- **Task directions**
Lines before the one containing "assert!(!ErrorKind::RpcDeadlineExceeded.is_endpoint_failure());" are left out; return that line and every line after it exactly, through the end of the data below.

Provided information START

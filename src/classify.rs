//! Known-error registry
//!
//! RPC endpoints return unstructured error text. The registry turns that text
//! into a typed `ErrorKind` by substring matching and keeps the named
//! exclusion lists the statistics, alert and report paths filter against.
//!
//! Adding a new error kind means adding an enum variant and one signature
//! entry; nothing is inferred.

/// Typed classification of a raw probe error.
#[derive(Debug, Clone, Copy, PartialEq, Eq, Hash)]
pub enum ErrorKind {
    BlockhashNotFound,
    AlreadyProcessed,
    RpcDeadlineExceeded,
    ServiceUnavailable,
    TooManyRequests,
    GatewayTimeout,
    NoSuchHost,
    ConnectionRefused,
    EndOfStream,
    SlotsBehind,
    UnconfirmedTimeout,
    Unclassified,
}

impl ErrorKind {
    /// Kinds that indicate the endpoint itself is unhealthy, as opposed to a
    /// one-off request failure. Only these count against a failover budget.
    pub fn is_endpoint_failure(self) -> bool {
        matches!(
            self,
            ErrorKind::TooManyRequests
                | ErrorKind::ServiceUnavailable
                | ErrorKind::GatewayTimeout
                | ErrorKind::NoSuchHost
        )
    }
}

/// One known error shape: the substrings that identify it and a short label
/// used when rendering reports.
#[derive(Debug, Clone)]
pub struct ErrorSignature {
    pub kind: ErrorKind,
    keys: &'static [&'static str],
    pub label: &'static str,
}

impl ErrorSignature {
    pub fn matches(&self, text: &str) -> bool {
        self.keys.iter().any(|k| text.contains(k))
    }
}

/// A raw error string paired with its classification, produced once at the
/// boundary where the raw text is first seen.
#[derive(Debug, Clone, PartialEq)]
pub struct ClassifiedError {
    pub kind: ErrorKind,
    pub raw: String,
}

/// Immutable registry of known error signatures and the derived exclusion
/// lists. Built once at startup and shared by `Arc`.
#[derive(Debug)]
pub struct ErrorRegistry {
    signatures: Vec<ErrorSignature>,
    /// Errors that must not count as a lost transaction in statistics.
    pub statistic_exclusions: Vec<ErrorKind>,
    /// Errors hidden from the alert error summary.
    pub alert_exclusions: Vec<ErrorKind>,
    /// Errors hidden from periodic reports.
    pub report_exclusions: Vec<ErrorKind>,
    /// Errors that must not contribute a latency sample.
    pub latency_exclusions: Vec<ErrorKind>,
}

impl ErrorRegistry {
    pub fn new() -> Self {
        let signatures = vec![
            ErrorSignature {
                kind: ErrorKind::BlockhashNotFound,
                keys: &["BlockhashNotFound", "Blockhash not found"],
                label: "blockhash-not-found",
            },
            ErrorSignature {
                kind: ErrorKind::AlreadyProcessed,
                keys: &["AlreadyProcessed", "already been processed"],
                label: "tx-already-processed",
            },
            ErrorSignature {
                kind: ErrorKind::RpcDeadlineExceeded,
                keys: &["deadline has elapsed", "operation timed out", "submit timed out"],
                label: "rpc-response-timeout",
            },
            ErrorSignature {
                kind: ErrorKind::ServiceUnavailable,
                keys: &["503", "Service Unavailable"],
                label: "503-service-unavailable",
            },
            ErrorSignature {
                kind: ErrorKind::TooManyRequests,
                keys: &["429", "Too Many Requests"],
                label: "429-too-many-requests",
            },
            ErrorSignature {
                kind: ErrorKind::GatewayTimeout,
                keys: &["504", "Gateway Time"],
                label: "504-gateway-timeout",
            },
            ErrorSignature {
                kind: ErrorKind::NoSuchHost,
                keys: &["no such host", "failed to lookup address"],
                label: "no-such-host",
            },
            ErrorSignature {
                kind: ErrorKind::ConnectionRefused,
                keys: &["connection refused"],
                label: "connection-refused",
            },
            ErrorSignature {
                kind: ErrorKind::EndOfStream,
                keys: &["EOF", "end of file"],
                label: "rpc-eof",
            },
            ErrorSignature {
                kind: ErrorKind::SlotsBehind,
                keys: &["numSlotsBehind", "slots behind"],
                label: "node-behind",
            },
            ErrorSignature {
                kind: ErrorKind::UnconfirmedTimeout,
                keys: &["unconfirmed", "confirmation timed out"],
                label: "tx-unconfirmed",
            },
        ];

        // Instant, non-network rejections: neither a lost transaction nor a
        // meaningful latency sample.
        let noise = vec![ErrorKind::BlockhashNotFound, ErrorKind::AlreadyProcessed];

        Self {
            signatures,
            statistic_exclusions: noise.clone(),
            alert_exclusions: noise.clone(),
            report_exclusions: noise.clone(),
            latency_exclusions: noise,
        }
    }

    /// First matching signature's kind, `Unclassified` when nothing matches.
    pub fn classify(&self, text: &str) -> ErrorKind {
        self.signatures
            .iter()
            .find(|s| s.matches(text))
            .map(|s| s.kind)
            .unwrap_or(ErrorKind::Unclassified)
    }

    /// Classify raw text, keeping the original alongside the kind.
    pub fn classify_owned(&self, raw: String) -> ClassifiedError {
        let kind = self.classify(&raw);
        ClassifiedError { kind, raw }
    }

    /// Short display label for raw error text, or the text itself when it
    /// matches no known signature.
    pub fn label<'a>(&self, text: &'a str) -> &'a str {
        self.signatures
            .iter()
            .find(|s| s.matches(text))
            .map(|s| s.label)
            .unwrap_or(text)
    }

    pub fn is_in_list(&self, kind: ErrorKind, list: &[ErrorKind]) -> bool {
        list.contains(&kind)
    }
}

impl Default for ErrorRegistry {
    fn default() -> Self {
        Self::new()
    }
}

#[cfg(test)]
mod tests {
    use super::*;

    #[test]
    fn classifies_known_upstream_text() {
        let reg = ErrorRegistry::new();
        let raw = r#"rpc response error: {"code":-32002,"message":"Transaction simulation failed: Blockhash not found","data":{"err":"BlockhashNotFound"}}"#;
        assert_eq!(reg.classify(raw), ErrorKind::BlockhashNotFound);
        assert_eq!(reg.label(raw), "blockhash-not-found");

        assert_eq!(
            reg.classify("HTTP status client error (429 Too Many Requests)"),
            ErrorKind::TooManyRequests
        );
        assert_eq!(
            reg.classify("error sending request: operation timed out"),
            ErrorKind::RpcDeadlineExceeded
        );
        assert_eq!(
            reg.classify("dns error: failed to lookup address information"),
            ErrorKind::NoSuchHost
        );
    }

    #[test]
    fn confirm_wait_texts_classify_as_unconfirmed() {
        let reg = ErrorRegistry::new();
        assert_eq!(
            reg.classify("confirmation timed out after 50s"),
            ErrorKind::UnconfirmedTimeout
        );
        assert_eq!(
            reg.classify("transaction unconfirmed: blockhash expired"),
            ErrorKind::UnconfirmedTimeout
        );
        assert_eq!(
            reg.classify("transaction submit timed out after 10s"),
            ErrorKind::RpcDeadlineExceeded
        );
    }

    #[test]
    fn unknown_text_stays_raw() {
        let reg = ErrorRegistry::new();
        assert_eq!(reg.classify("some novel failure"), ErrorKind::Unclassified);
        assert_eq!(reg.label("some novel failure"), "some novel failure");
    }

    #[test]
    fn exclusion_lists_cover_instant_rejections() {
        let reg = ErrorRegistry::new();
        assert!(reg.is_in_list(ErrorKind::BlockhashNotFound, &reg.statistic_exclusions));
        assert!(reg.is_in_list(ErrorKind::AlreadyProcessed, &reg.latency_exclusions));
        assert!(!reg.is_in_list(ErrorKind::RpcDeadlineExceeded, &reg.statistic_exclusions));
        assert!(!reg.is_in_list(ErrorKind::Unclassified, &reg.alert_exclusions));
    }

    #[test]
    fn endpoint_failure_kinds() {
        assert!(ErrorKind::TooManyRequests.is_endpoint_failure());
        assert!(ErrorKind::ServiceUnavailable.is_endpoint_failure());
        assert!(ErrorKind::GatewayTimeout.is_endpoint_failure());
        assert!(ErrorKind::NoSuchHost.is_endpoint_failure());
        assert!(!ErrorKind::RpcDeadlineExceeded.is_endpoint_failure());
        assert!(!ErrorKind::BlockhashNotFound.is_endpoint_failure());
    }
}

Provided information END

- **Solution to this problem**
        assert!(!ErrorKind::RpcDeadlineExceeded.is_endpoint_failure());
        assert!(!ErrorKind::BlockhashNotFound.is_endpoint_failure());
    }
}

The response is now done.